-- Data to examine follows --

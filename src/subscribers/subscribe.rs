//! # Core subscriber trait
//!
//! `Subscribe` is the extension point for plugging custom event handlers into the
//! runtime. Each subscriber is driven by a dedicated worker loop fed by a bounded
//! queue that is owned by the [`SubscriberSet`](crate::SubscriberSet).
//!
//! ## Contract
//! - Implementations may be slow (I/O, batching) – they do **not** block the
//!   units, the shutdown listener, nor other subscribers.
//! - Each subscriber declares its preferred queue capacity via
//!   [`Subscribe::queue_capacity`]. On overflow, events for that subscriber are
//!   dropped and a `SubscriberOverflow` event is published.

use async_trait::async_trait;

use crate::events::Event;

/// Contract for event subscribers.
///
/// # Example
/// ```
/// use async_trait::async_trait;
/// use groupvisor::{Event, EventKind, Subscribe};
///
/// struct FailureCounter;
///
/// #[async_trait]
/// impl Subscribe for FailureCounter {
///     async fn on_event(&self, ev: &Event) {
///         if ev.kind == EventKind::UnitFailed {
///             // increment a counter...
///         }
///     }
///     fn name(&self) -> &'static str { "failure-counter" }
/// }
/// ```
#[async_trait]
pub trait Subscribe: Send + Sync + 'static {
    /// Handle a single event for this subscriber.
    async fn on_event(&self, event: &Event);

    /// Human-readable name (for logs/metrics).
    fn name(&self) -> &'static str {
        std::any::type_name::<Self>()
    }

    /// Preferred capacity of this subscriber's queue.
    fn queue_capacity(&self) -> usize {
        1024
    }
}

-- Data to examine concluded --

In the data above, find the line with "do **not** block the" and the line with "queue capacity via". Retype both, plus every line between them, exactly.

//! - Implementations may be slow (I/O, batching) – they do **not** block the
//!   units, the shutdown listener, nor other subscribers.
//! - Each subscriber declares its preferred queue capacity via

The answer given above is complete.